### Task prompt
If a line in the listing includes the word "shifted", copy it out.

### Material provided
____

#[cfg(test)]
mod tests {
    use super::*;

    fn running_with(kind: PieceKind) -> TetrisState {
        let mut state = TetrisState::new(5);
        state.start();
        state.active = Some(Piece::spawn(kind));
        state
    }

    #[test]
    fn test_start_spawns_active_and_next() {
        let mut state = TetrisState::new(1);
        assert!(state.active.is_none());
        state.start();
        assert_eq!(state.phase, GamePhase::Running);
        assert!(state.active.is_some());
        assert!(state.next.is_some());
        assert_eq!(state.active.map(|p| (p.x, p.y)), Some((4, 0)));
    }

    #[test]
    fn test_o_piece_locks_at_bottom() {
        let mut state = running_with(PieceKind::O);
        let idle = TickInput::default();

        for _ in 0..18 {
            assert_eq!(state.tick(&idle), TickOutcome::NONE);
        }
        assert_eq!(state.active.map(|p| p.y), Some(18));

        let outcome = state.tick(&idle);
        assert_eq!(outcome.score_delta, 10);
        assert!(!outcome.terminal);
        for (x, y) in [(4, 18), (5, 18), (4, 19), (5, 19)] {
            assert!(state.board.is_occupied(x, y));
        }

        state.tick(&idle);
        assert_eq!(state.board.occupied_count(), 4);
        assert!(state.score >= 10);
    }

    #[test]
    fn test_lateral_moves_stop_at_walls() {
        let mut state = running_with(PieceKind::O);
        for _ in 0..10 {
            state.apply(Command::MoveLeft);
        }
        assert_eq!(state.active.map(|p| p.x), Some(0));
        for _ in 0..10 {
            state.apply(Command::MoveRight);
        }
        assert_eq!(state.active.map(|p| p.x), Some(8));
    }

    #[test]
    fn test_rotation_without_wall_kick() {
        let mut state = running_with(PieceKind::I);
        // Vertical I sits in column x + 2
        assert!(state.rotate());
        for _ in 0..10 {
            state.shift(1);
        }
        let piece = state.active.unwrap();
        assert_eq!(piece.x + 2, 9);
        // Horizontal again would need columns x..x+3 = 7..10
        assert!(!state.rotate());
        assert_eq!(state.active, Some(piece));
    }

    #[test]
    fn test_rotation_blocked_by_stack() {
        let mut state = running_with(PieceKind::T);
        // Block the cell the rotated T needs: (x+1, y+2)
        state.board.set(5, 2, 1);
        let before = state.active;
        assert!(!state.rotate());
        assert_eq!(state.active, before);
    }

    #[test]
    fn test_hard_drop_locks_immediately() {
        let mut state = running_with(PieceKind::O);
        let outcome = state.tick(&TickInput::with_commands(&[Command::HardDrop]));
        assert_eq!(outcome.score_delta, 10);
        assert!(state.board.is_occupied(4, 19));
        // The replacement piece was not pulled down by gravity this tick
        assert_eq!(state.active.map(|p| p.y), Some(0));
    }

    #[test]
    fn test_soft_drop_moves_then_locks() {
        let mut state = running_with(PieceKind::O);
        state.apply(Command::SoftDrop);
        assert_eq!(state.active.map(|p| p.y), Some(1));

        state.active = Some(Piece::spawn(PieceKind::O).shifted(0, 18));
        let (locked, outcome) = state.apply(Command::SoftDrop);
        assert!(locked);
        assert_eq!(outcome.score_delta, 10);
    }

    #[test]
    fn test_line_clear_scoring() {
        let mut state = running_with(PieceKind::I);
        // Bottom row full except columns 4..=7, where a flat I lands
        for x in [0, 1, 2, 3, 8, 9] {
            state.board.set(x, 19, 1);
        }
        let outcome = state.hard_drop();
        assert_eq!(outcome.score_delta, 100 + 10);
        assert_eq!(state.lines, 1);
        assert_eq!(state.board.occupied_count(), 0);
    }

    #[test]
    fn test_level_and_interval_progression() {
        let timing = Timing::default();
        assert_eq!(drop_interval_ms(1, &timing), 1000);
        assert_eq!(drop_interval_ms(4, &timing), 700);
        assert_eq!(drop_interval_ms(10, &timing), 100);
        assert_eq!(drop_interval_ms(25, &timing), 100);
        assert_eq!(level_for_lines(9), 1);
        assert_eq!(level_for_lines(10), 2);
        assert_eq!(lock_score(2, 3), 610);
        assert_eq!(lock_score(0, 7), 10);
    }

    #[test]
    fn test_top_out_is_terminal() {
        let mut state = running_with(PieceKind::O);
        // Stack reaching the spawn rows; column 9 stays open so no row clears
        for y in 2..20 {
            for x in 2..9 {
                state.board.set(x, y, 3);
            }
        }
        state.next = Some(PieceKind::O);
        state.board.set(4, 1, 3);
        state.active = Some(Piece::spawn(PieceKind::O).shifted(-4, 0));
        let outcome = state.hard_drop();
        // O drops to rows 18..=19 in columns 0..=1, next O cannot spawn
        assert!(outcome.terminal);
        assert_eq!(state.phase, GamePhase::Terminal);
        assert!(state.active.is_none());
        assert_eq!(state.tick(&TickInput::default()), TickOutcome::NONE);
    }

    #[test]
    fn test_validate() {
        let mut state = TetrisState::new(9);
        assert!(state.validate().is_ok());
        state.start();
        assert!(state.validate().is_ok());

        let mut bad = state.clone();
        bad.level = 3;
        assert!(bad.validate().is_err());

        let mut bad = state.clone();
        let (x, y) = bad.active.unwrap().cells().next().unwrap();
        bad.board.set(x, y, 1);
        assert!(bad.validate().is_err());

        let mut bad = state.clone();
        bad.active = bad.active.map(|p| p.shifted(-10, 0));
        assert!(bad.validate().is_err());
    }

    #[test]
    fn test_validate_rejects_extreme_piece_origin() {
        let mut state = TetrisState::new(9);
        state.start();
        for (x, y) in [(i32::MAX, 0), (i32::MIN, 0), (4, i32::MAX), (4, i32::MIN), (-4, 0), (4, 21)] {
            let mut bad = state.clone();
            if let Some(piece) = bad.active.as_mut() {
                piece.x = x;
                piece.y = y;
            }
            assert!(
                matches!(bad.validate(), Err(SnapshotError::Invalid { .. })),
                "origin ({}, {})",
                x,
                y
            );
        }
    }
}
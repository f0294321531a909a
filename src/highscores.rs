//! High score leaderboard system
//!
//! One table per game, each holding the best score of every owner, ranked
//! descending. Persisted to LocalStorage on web.

use std::collections::BTreeMap;

use serde::{Deserialize, Serialize};

use crate::error::LeaderboardError;
use crate::platform::storage;
use crate::session::PlayerId;
use crate::sim::GameKind;

/// Maximum number of high scores to keep per game
pub const MAX_HIGH_SCORES: usize = 10;

/// A single high score entry
#[derive(Debug, Clone, PartialEq, Serialize, Deserialize)]
pub struct HighScoreEntry {
    /// Owner the score belongs to
    pub name: String,
    /// Player's score
    pub score: u64,
    /// Unix timestamp (ms) when achieved
    pub timestamp: f64,
}

/// Result of a score submission
#[derive(Debug, Clone, Copy, PartialEq, Eq)]
pub struct Submission {
    /// The owner's best score for the game went up
    pub improved: bool,
    /// Rank on the table after the submission (1-indexed)
    pub rank: Option<usize>,
}

/// Leaderboard collaborator
pub trait Leaderboard {
    /// Record a finished game's score, keeping the owner's best
    fn submit_score(
        &mut self,
        game: GameKind,
        owner: &PlayerId,
        score: u64,
    ) -> Result<Submission, LeaderboardError>;

    /// Best scores for a game, highest first
    fn fetch_top(&self, game: GameKind, limit: usize) -> Result<Vec<HighScoreEntry>, LeaderboardError>;
}

/// High score table for one game
#[derive(Debug, Clone, Serialize, Deserialize, Default)]
pub struct HighScores {
    pub entries: Vec<HighScoreEntry>,
}

impl HighScores {
    /// Create empty leaderboard
    pub fn new() -> Self {
        Self {
            entries: Vec::new(),
        }
    }

    /// Check if a score qualifies for the leaderboard
    pub fn qualifies(&self, score: u64) -> bool {
        if score == 0 {
            return false;
        }
        if self.entries.len() < MAX_HIGH_SCORES {
            return true;
        }
        // Check if score beats the lowest entry
        self.entries.last().map(|e| score > e.score).unwrap_or(true)
    }

    /// Get the rank a score would achieve (1-indexed, None if doesn't qualify)
    pub fn potential_rank(&self, score: u64) -> Option<usize> {
        if !self.qualifies(score) {
            return None;
        }
        let rank = self.entries.iter().position(|e| score > e.score);
        Some(rank.unwrap_or(self.entries.len()) + 1)
    }

    /// Best score recorded for `name`
    pub fn best_for(&self, name: &str) -> Option<u64> {
        self.entries.iter().find(|e| e.name == name).map(|e| e.score)
    }

    pub fn rank_of(&self, name: &str) -> Option<usize> {
        self.entries.iter().position(|e| e.name == name).map(|i| i + 1)
    }

    /// Add a score for `name`, replacing their previous best when it is
    /// higher. Returns the rank achieved (1-indexed) or None if the score
    /// was not an improvement or did not qualify.
    pub fn add_score(&mut self, name: &str, score: u64, timestamp: f64) -> Option<usize> {
        if self.best_for(name).is_some_and(|best| best >= score) {
            return None;
        }
        if !self.qualifies(score) {
            return None;
        }
        self.entries.retain(|e| e.name != name);

        let entry = HighScoreEntry {
            name: name.to_string(),
            score,
            timestamp,
        };

        // Find insertion point (sorted descending by score)
        let pos = self.entries.iter().position(|e| score > e.score);
        let rank = match pos {
            Some(i) => {
                self.entries.insert(i, entry);
                i + 1
            }
            None => {
                self.entries.push(entry);
                self.entries.len()
            }
        };

        // Trim to max size
        self.entries.truncate(MAX_HIGH_SCORES);

        Some(rank)
    }

    /// Check if the leaderboard is empty
    pub fn is_empty(&self) -> bool {
        self.entries.is_empty()
    }

    /// Get the top score (if any)
    pub fn top_score(&self) -> Option<u64> {
        self.entries.first().map(|e| e.score)
    }
}

/// Tables for every game, kept in memory and mirrored to LocalStorage
#[derive(Debug, Clone, Default, Serialize, Deserialize)]
pub struct LocalLeaderboard {
    tables: BTreeMap<GameKind, HighScores>,
    #[serde(skip)]
    mirror: bool,
}

impl LocalLeaderboard {
    /// LocalStorage key
    const STORAGE_KEY: &'static str = "retro_arcade_highscores";

    pub fn new() -> Self {
        Self::default()
    }

    pub fn table(&self, game: GameKind) -> Option<&HighScores> {
        self.tables.get(&game)
    }

    /// Load high scores from LocalStorage (empty without browser storage)
    pub fn load() -> Self {
        let Some(json) = storage::get_item(Self::STORAGE_KEY) else {
            log::info!("No high scores found, starting fresh");
            return Self {
                mirror: cfg!(target_arch = "wasm32"),
                ..Self::default()
            };
        };
        match serde_json::from_str::<LocalLeaderboard>(&json) {
            Ok(mut board) => {
                let total: usize = board.tables.values().map(|t| t.entries.len()).sum();
                log::info!("Loaded {} high scores", total);
                board.mirror = true;
                board
            }
            Err(e) => {
                log::warn!("Discarding unreadable high scores: {}", e);
                Self {
                    mirror: true,
                    ..Self::default()
                }
            }
        }
    }

    fn save(&self) -> Result<(), LeaderboardError> {
        if !self.mirror {
            return Ok(());
        }
        let json = serde_json::to_string(self)?;
        if !storage::set_item(Self::STORAGE_KEY, &json) {
            return Err(LeaderboardError::Storage(
                "LocalStorage rejected the high score table".to_string(),
            ));
        }
        Ok(())
    }
}

/// Milliseconds since the Unix epoch
#[cfg(target_arch = "wasm32")]
fn now_ms() -> f64 {
    js_sys::Date::now()
}

#[cfg(not(target_arch = "wasm32"))]
fn now_ms() -> f64 {
    std::time::SystemTime::now()
        .duration_since(std::time::UNIX_EPOCH)
        .map(|d| d.as_secs_f64() * 1000.0)
        .unwrap_or(0.0)
}

impl Leaderboard for LocalLeaderboard {
    fn submit_score(
        &mut self,
        game: GameKind,
        owner: &PlayerId,
        score: u64,
    ) -> Result<Submission, LeaderboardError> {
        let table = self.tables.entry(game).or_default();
        let previous = table.clone();
        let rank = table.add_score(owner.as_str(), score, now_ms());
        if rank.is_none() {
            return Ok(Submission {
                improved: false,
                rank: table.rank_of(owner.as_str()),
            });
        }

        if let Err(e) = self.save() {
            // Keep memory and storage in step
            self.tables.insert(game, previous);
            return Err(e);
        }
        log::info!("{} scored {} in {} (rank {:?})", owner, score, game, rank);
        Ok(Submission {
            improved: true,
            rank,
        })
    }

    fn fetch_top(&self, game: GameKind, limit: usize) -> Result<Vec<HighScoreEntry>, LeaderboardError> {
        Ok(self
            .tables
            .get(&game)
            .map(|t| t.entries.iter().take(limit).cloned().collect())
            .unwrap_or_default())
    }
}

____

### Expected answer
        state.active = Some(Piece::spawn(PieceKind::O).shifted(0, 18));
        state.active = Some(Piece::spawn(PieceKind::O).shifted(-4, 0));
        bad.active = bad.active.map(|p| p.shifted(-10, 0));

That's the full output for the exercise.